Virtual Exhibits from W.D. Jordan Rare Books and Special Collections

  • Fragmented Libraries: An Exploration of the Material Culture of 16th Century Books  

    A digital exhibition exploring a collection of 16th century books acquired by Queen’s University Library with a gift from Bader Philanthropies, Inc., from the personal collection of Michael John Hatcher. The collection features a dozen 16th century books printed in England, France, and Switzerland. They cover a broad range of topics, highlighting the vast interests of readers throughout the period. Each volume bears evidence of former owners throughout the years in the form of marginalia, bookplates, and/or their bindings.

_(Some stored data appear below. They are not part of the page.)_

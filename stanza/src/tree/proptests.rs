//! Property-based tests for printing and re-parsing trees.

use super::{NodeRef, ParseTree, TreePrinter};
use crate::builder::parse_str;
use proptest::prelude::*;

#[derive(Debug, Clone)]
enum Item {
    Stmt(String, Vec<String>),
    Block(String, Vec<Item>),
}

// Names always contain an underscore so they never classify as a keyword,
// number or address.
fn name_strategy() -> impl Strategy<Value = String> {
    "[A-Z][a-z0-9]{0,6}_[A-Za-z]{1,4}"
}

fn dquote_strategy() -> impl Strategy<Value = String> {
    "[a-zA-Z0-9 ,;{}#=\"\\\\\t]{0,12}".prop_map(|s| {
        let mut out = String::from("\"");
        for c in s.chars() {
            match c {
                '"' => out.push_str("\\\""),
                '\\' => out.push_str("\\\\"),
                '\t' => out.push_str("\\t"),
                c => out.push(c),
            }
        }
        out.push('"');
        out
    })
}

fn value_strategy() -> impl Strategy<Value = String> {
    prop_oneof![
        (0u64..1_000_000).prop_map(|n| n.to_string()),
        (0u32..0xffff).prop_map(|n| format!("0x{n:x}")),
        (1i64..10_000).prop_map(|n| format!("-{n}")),
        (0u16..4096).prop_map(|n| format!("~{n}")),
        "[a-z][a-z_]{2,8}[0-9]",
        "(/[a-z]{1,5}){1,4}",
        "[0-9]{1,3}\\.[0-9]{1,3}\\.[0-9]{1,3}\\.[0-9]{1,3}",
        dquote_strategy(),
        "'[a-zA-Z0-9 ,;{}#=\"]{0,10}'",
    ]
}

fn item_strategy() -> impl Strategy<Value = Item> {
    let stmt = (name_strategy(), prop::collection::vec(value_strategy(), 0..4))
        .prop_map(|(name, values)| Item::Stmt(name, values));
    stmt.prop_recursive(4, 48, 6, |inner| {
        (name_strategy(), prop::collection::vec(inner, 0..6))
            .prop_map(|(name, children)| Item::Block(name, children))
    })
}

fn render_source(items: &[Item], out: &mut String) {
    for item in items {
        match item {
            Item::Stmt(name, values) => {
                out.push_str(name);
                out.push_str(" = ");
                out.push_str(&values.join(" , "));
                out.push_str(";\n");
            }
            Item::Block(name, children) => {
                out.push_str(name);
                out.push_str("{");
                render_source(children, out);
                out.push_str("}\n");
            }
        }
    }
}

fn shape(node: NodeRef<'_>, depth: usize, out: &mut Vec<String>) {
    for child in node.children() {
        if child.is_block() {
            out.push(format!("{depth} block {}", child.name()));
            shape(child, depth + 1, out);
        } else {
            let terms: Vec<String> = child
                .terms()
                .iter()
                .map(|t| format!("{:?}:{:?}:{}", t.kind(), t.op(), t.text()))
                .collect();
            out.push(format!("{depth} stmt {} [{}]", child.name(), terms.join("|")));
        }
    }
}

fn tree_shape(tree: &ParseTree) -> Vec<String> {
    let mut out = Vec::new();
    shape(tree.root(), 0, &mut out);
    out
}

proptest! {
    #![proptest_config(ProptestConfig {
        cases: 512,
        .. ProptestConfig::default()
    })]

    // Printing and re-parsing keeps names, kinds and values
    #[test]
    fn print_parse_round_trip(items in prop::collection::vec(item_strategy(), 0..6)) {
        let mut source = String::new();
        render_source(&items, &mut source);
        let tree = parse_str("gen.conf", &source).unwrap();

        let printed = tree.to_string();
        let reparsed = parse_str("printed.conf", &printed).unwrap();
        prop_assert_eq!(tree_shape(&tree), tree_shape(&reparsed));

        // Printing is stable once the text is in printer form
        prop_assert_eq!(printed, reparsed.to_string());
    }

    // Indentation never changes the parsed shape
    #[test]
    fn indent_is_cosmetic(items in prop::collection::vec(item_strategy(), 1..4), width in 0usize..8) {
        let mut source = String::new();
        render_source(&items, &mut source);
        let tree = parse_str("gen.conf", &source).unwrap();
        let printed = TreePrinter::new().indent(width).render(&tree);
        let reparsed = parse_str("printed.conf", &printed).unwrap();
        prop_assert_eq!(tree_shape(&tree), tree_shape(&reparsed));
    }
}
//! Per-tree string pool.

use std::collections::HashSet;
use std::sync::Arc;

/// Deduplicates names and term texts while a tree is being built.
///
/// Each [`ParseTree`](super::ParseTree) owns its own pool, so the strings
/// are released together with the tree.
#[derive(Debug, Default, Clone)]
pub struct Interner {
    strings: HashSet<Arc<str>>,
}

impl Interner {
    /// Create an empty pool.
    #[must_use]
    pub fn new() -> Self {
        Self::default()
    }

    /// Return the pooled copy of `text`, adding it on first use.
    pub fn intern(&mut self, text: &str) -> Arc<str> {
        if let Some(existing) = self.strings.get(text) {
            return Arc::clone(existing);
        }
        let shared: Arc<str> = Arc::from(text);
        self.strings.insert(Arc::clone(&shared));
        shared
    }

    /// Number of distinct strings in the pool.
    #[must_use]
    pub fn len(&self) -> usize {
        self.strings.len()
    }

    /// True if nothing has been interned yet.
    #[must_use]
    pub fn is_empty(&self) -> bool {
        self.strings.is_empty()
    }
}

Researched and written by Haley Svensrud, 2023 Digital Humanities Undergraduate Assistant, under the supervision of Brendan Edwards, Curator of Rare Books and Special Collections, Queen's University Library. Funding for the research and creation of this virtual exhibition was generously provided by Bader Philanthropies, Inc.

  • "I Always Speak to Dogs and Cats": Early Animal Rights Literature for Children 

    This exhibition examines the intersection between Victorian children’s literature and the emergent animal rights movement in the nineteenth and early twentieth centuries. Utilizing works from the Children’s Literature Collection and Edith and Lorne Pierce Collection of Canadiana, the exhibition presents a selection of critical texts in both traditions: Victorian children’s literature and reform writings on the humane treatment of non-human animals, with special attention to the literary conversation by Canadian women writers L. M. Montgomery and Marshall Saunders. Curated by Michaela Wipond, Ph.D. Candidate in English Literature, and Dr. S. Brooke Cameron, Associate Professor of English Literature (Spring-Summer 2023).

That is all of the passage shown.